=== STUDY MATERIAL ===
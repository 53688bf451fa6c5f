//! Configuration management
//!
//! This module handles loading and managing configuration from
//! TOML files and CLI arguments.

use log::{debug, warn};
use serde::{Deserialize, Serialize};
use std::fs;
use std::path::{Path, PathBuf};

use crate::analysis::selection::SelectionOverrides;
use crate::core::constants::{defaults, files, output_formats};
use crate::core::error::{DashboardError, Result};

#[derive(Debug, Clone, Default, PartialEq, Serialize, Deserialize)]
pub struct Config {
    /// Directory the dataset files are resolved against. Relative values in
    /// a config file are taken relative to that file.
    pub data_dir: Option<String>,

    /// Per-dataset file overrides (relative to `data_dir`)
    pub disorders_file: Option<String>,
    pub facilities_file: Option<String>,
    pub workforce_file: Option<String>,
    pub suicide_risk_file: Option<String>,
    pub risk_factors_file: Option<String>,

    /// Country the KPI row describes
    pub focus_country: Option<String>,

    /// Country the trend chart compares against
    pub comparison_country: Option<String>,

    /// Year of the rate KPIs (defaults to the latest year in the data)
    pub kpi_year: Option<i32>,

    /// Facility type labels used for the outpatient and inpatient KPIs
    pub outpatient_label: Option<String>,
    pub inpatient_label: Option<String>,

    /// Output format (text, json, minimal)
    pub output_format: Option<String>,

    /// Write an HTML dashboard to this path
    pub html_dashboard_path: Option<String>,

    /// Enable verbose logging
    pub verbose: Option<bool>,

    /// Initial widget selection
    pub selection: Option<SelectionOverrides>,
}

impl Config {
    /// Load configuration from file
    pub fn load_from_file<P: AsRef<Path>>(path: P) -> Result<Self> {
        let path = path.as_ref();
        let content = fs::read_to_string(path).map_err(|e| {
            DashboardError::Config(format!(
                "Could not read config file '{}': {}",
                path.display(),
                e
            ))
        })?;

        let mut config: Config = toml::from_str(&content).map_err(|e| {
            DashboardError::Config(format!(
                "Invalid TOML in config file '{}': {}",
                path.display(),
                e
            ))
        })?;

        config.validate()?;
        if let Some(base) = path.parent() {
            config.anchor_paths_at(base);
        }
        Ok(config)
    }

    /// Make relative data and output paths relative to `base`, the
    /// directory holding the config file.
    fn anchor_paths_at(&mut self, base: &Path) {
        if base.as_os_str().is_empty() {
            return;
        }

        let has_file_override = [
            &self.disorders_file,
            &self.facilities_file,
            &self.workforce_file,
            &self.suicide_risk_file,
            &self.risk_factors_file,
        ]
        .iter()
        .any(|file| file.is_some());
        // File overrides resolve against the data directory, which defaults to the config's own
        if self.data_dir.is_none() && has_file_override {
            self.data_dir = Some(files::DATA_DIR.to_string());
        }

        for value in [&mut self.data_dir, &mut self.html_dashboard_path]
            .into_iter()
            .flatten()
        {
            let anchored = if value.as_str() == files::DATA_DIR {
                base.to_path_buf()
            } else {
                base.join(value.as_str())
            };
            *value = anchored.to_string_lossy().into_owned();
        }
    }

    /// Try to find and load a config file in standard locations
    pub fn load_from_standard_locations() -> Self {
        let candidates: Vec<PathBuf> = (0..=files::CONFIG_SEARCH_DEPTH)
            .map(|depth| PathBuf::from("../".repeat(depth)).join(files::CONFIG_FILE))
            .collect();
        Self::load_first_found(&candidates)
    }

    /// Load the first existing candidate. Files that fail to parse or
    /// validate are skipped with a warning.
    fn load_first_found(candidates: &[PathBuf]) -> Self {
        for path in candidates.iter().filter(|path| path.is_file()) {
            match Self::load_from_file(path) {
                Ok(config) => {
                    debug!("Using config file {}", path.display());
                    return config;
                }
                Err(e) => warn!("Ignoring config file '{}': {e}", path.display()),
            }
        }

        Self::default()
    }

    /// Merge this config with CLI arguments (CLI takes precedence)
    pub fn merge_with_cli(&mut self, cli_config: &CliConfig) {
        fn take(target: &mut Option<String>, source: &Option<String>) {
            if let Some(value) = source {
                *target = Some(value.clone());
            }
        }

        // Data sources
        take(&mut self.data_dir, &cli_config.data_dir);
        take(&mut self.disorders_file, &cli_config.disorders_file);
        take(&mut self.facilities_file, &cli_config.facilities_file);
        take(&mut self.workforce_file, &cli_config.workforce_file);
        take(&mut self.suicide_risk_file, &cli_config.suicide_risk_file);
        take(&mut self.risk_factors_file, &cli_config.risk_factors_file);

        // KPIs
        take(&mut self.focus_country, &cli_config.focus_country);
        if let Some(year) = cli_config.kpi_year {
            self.kpi_year = Some(year);
        }

        // Output
        take(&mut self.output_format, &cli_config.output_format);
        take(&mut self.html_dashboard_path, &cli_config.html_dashboard_path);
        if cli_config.verbose {
            self.verbose = Some(true);
        }

        // Selection
        self.selection
            .get_or_insert_with(SelectionOverrides::default)
            .merge(&cli_config.selection);
    }

    /// Validate configuration values
    pub fn validate(&self) -> Result<()> {
        if let Some(ref format) = self.output_format
            && !output_formats::ALL.contains(&format.as_str())
        {
            return Err(DashboardError::Config(format!(
                "Invalid output format '{format}'. Expected one of: {}.",
                output_formats::ALL.join(", ")
            )));
        }

        let labels = [
            ("focus_country", &self.focus_country),
            ("comparison_country", &self.comparison_country),
            ("outpatient_label", &self.outpatient_label),
            ("inpatient_label", &self.inpatient_label),
        ];
        for (key, value) in labels {
            if let Some(value) = value
                && value.trim().is_empty()
            {
                return Err(DashboardError::Config(format!(
                    "'{key}' cannot be empty. Remove it to use the default."
                )));
            }
        }

        if let Some(ref selection) = self.selection {
            selection
                .validate()
                .map_err(|e| DashboardError::Config(format!("Invalid selection: {e}")))?;
        }

        Ok(())
    }

    pub fn output_format(&self) -> &str {
        self.output_format
            .as_deref()
            .unwrap_or(output_formats::DEFAULT)
    }
}

/// Fixed parameters of the dashboard, resolved from configuration.
#[derive(Debug, Clone, PartialEq, Serialize)]
pub struct DashboardSettings {
    pub focus_country: String,
    pub comparison_country: String,
    pub kpi_year: Option<i32>,
    pub outpatient_label: String,
    pub inpatient_label: String,
}

impl Default for DashboardSettings {
    fn default() -> Self {
        Self {
            focus_country: defaults::FOCUS_COUNTRY.to_string(),
            comparison_country: defaults::COMPARISON_COUNTRY.to_string(),
            kpi_year: None,
            outpatient_label: defaults::OUTPATIENT_LABEL.to_string(),
            inpatient_label: defaults::INPATIENT_LABEL.to_string(),
        }
    }
}

impl DashboardSettings {
    pub fn from_config(config: &Config) -> Self {
        let fallback = Self::default();
        Self {
            focus_country: config
                .focus_country
                .clone()
                .unwrap_or(fallback.focus_country),
            comparison_country: config
                .comparison_country
                .clone()
                .unwrap_or(fallback.comparison_country),
            kpi_year: config.kpi_year,
            outpatient_label: config
                .outpatient_label
                .clone()
                .unwrap_or(fallback.outpatient_label),
            inpatient_label: config
                .inpatient_label
                .clone()
                .unwrap_or(fallback.inpatient_label),
        }
    }
}

/// Configuration options that can come from CLI
#[derive(Debug, Default)]
pub struct CliConfig {
    // Data sources
    pub data_dir: Option<String>,          // --data-dir
    pub disorders_file: Option<String>,    // --disorders-file
    pub facilities_file: Option<String>,   // --facilities-file
    pub workforce_file: Option<String>,    // --workforce-file
    pub suicide_risk_file: Option<String>, // --suicide-risk-file
    pub risk_factors_file: Option<String>, // --risk-factors-file

    // Selection
    pub selection: SelectionOverrides,

    // KPIs
    pub focus_country: Option<String>, // --country
    pub kpi_year: Option<i32>,         // --kpi-year

    // Output & format
    pub quiet: bool,                         // --quiet
    pub verbose: bool,                       // --verbose
    pub output_format: Option<String>,       // --format
    pub html_dashboard_path: Option<String>, // --html-dashboard
    pub no_progress: bool,                   // --no-progress

    // Configuration
    pub config_file: Option<String>, // --config
    pub no_config: bool,             // --no-config
}
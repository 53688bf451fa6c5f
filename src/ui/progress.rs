use crate::core::types::DatasetKind;
use indicatif::{ProgressBar, ProgressStyle};

const LOADING_TEMPLATE: &str =
    "{spinner:.green} [{elapsed_precise}] [{bar:40.cyan/blue}] {pos}/{len} datasets {msg}";

/// Progress bar for dataset loading, drawn on stderr
pub struct ProgressReporter {
    loading: Option<ProgressBar>,
    enabled: bool,
}

impl ProgressReporter {
    pub fn new(enabled: bool) -> Self {
        Self {
            loading: None,
            enabled,
        }
    }

    pub fn start_loading(&mut self, total_datasets: usize) {
        if !self.enabled {
            return;
        }

        let pb = ProgressBar::new(total_datasets as u64);
        if let Ok(style) = ProgressStyle::default_bar().template(LOADING_TEMPLATE) {
            pb.set_style(style.progress_chars("#>-"));
        }
        pb.set_message("loading");
        self.loading = Some(pb);
    }

    pub fn dataset_loaded(&self, kind: DatasetKind) {
        if let Some(ref pb) = self.loading {
            pb.set_message(kind.name());
            pb.inc(1);
        }
    }

    pub fn finish_loading(&self) {
        if let Some(ref pb) = self.loading {
            pb.finish_and_clear();
        }
    }

    pub fn abandon(&self) {
        if let Some(ref pb) = self.loading {
            pb.abandon();
        }
    }
}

=== TASK DETAILS ===
Word for word, restate the lines of the listing above starting at the line with "pub fn start_loading(&mut" and ending at the line with "pub fn abandon(&self)", and nothing outside them.

=== OUTPUT OF THE EXERCISE ===
    pub fn start_loading(&mut self, total_datasets: usize) {
        if !self.enabled {
            return;
        }

        let pb = ProgressBar::new(total_datasets as u64);
        if let Ok(style) = ProgressStyle::default_bar().template(LOADING_TEMPLATE) {
            pb.set_style(style.progress_chars("#>-"));
        }
        pb.set_message("loading");
        self.loading = Some(pb);
    }

    pub fn dataset_loaded(&self, kind: DatasetKind) {
        if let Some(ref pb) = self.loading {
            pb.set_message(kind.name());
            pb.inc(1);
        }
    }

    pub fn finish_loading(&self) {
        if let Some(ref pb) = self.loading {
            pb.finish_and_clear();
        }
    }

    pub fn abandon(&self) {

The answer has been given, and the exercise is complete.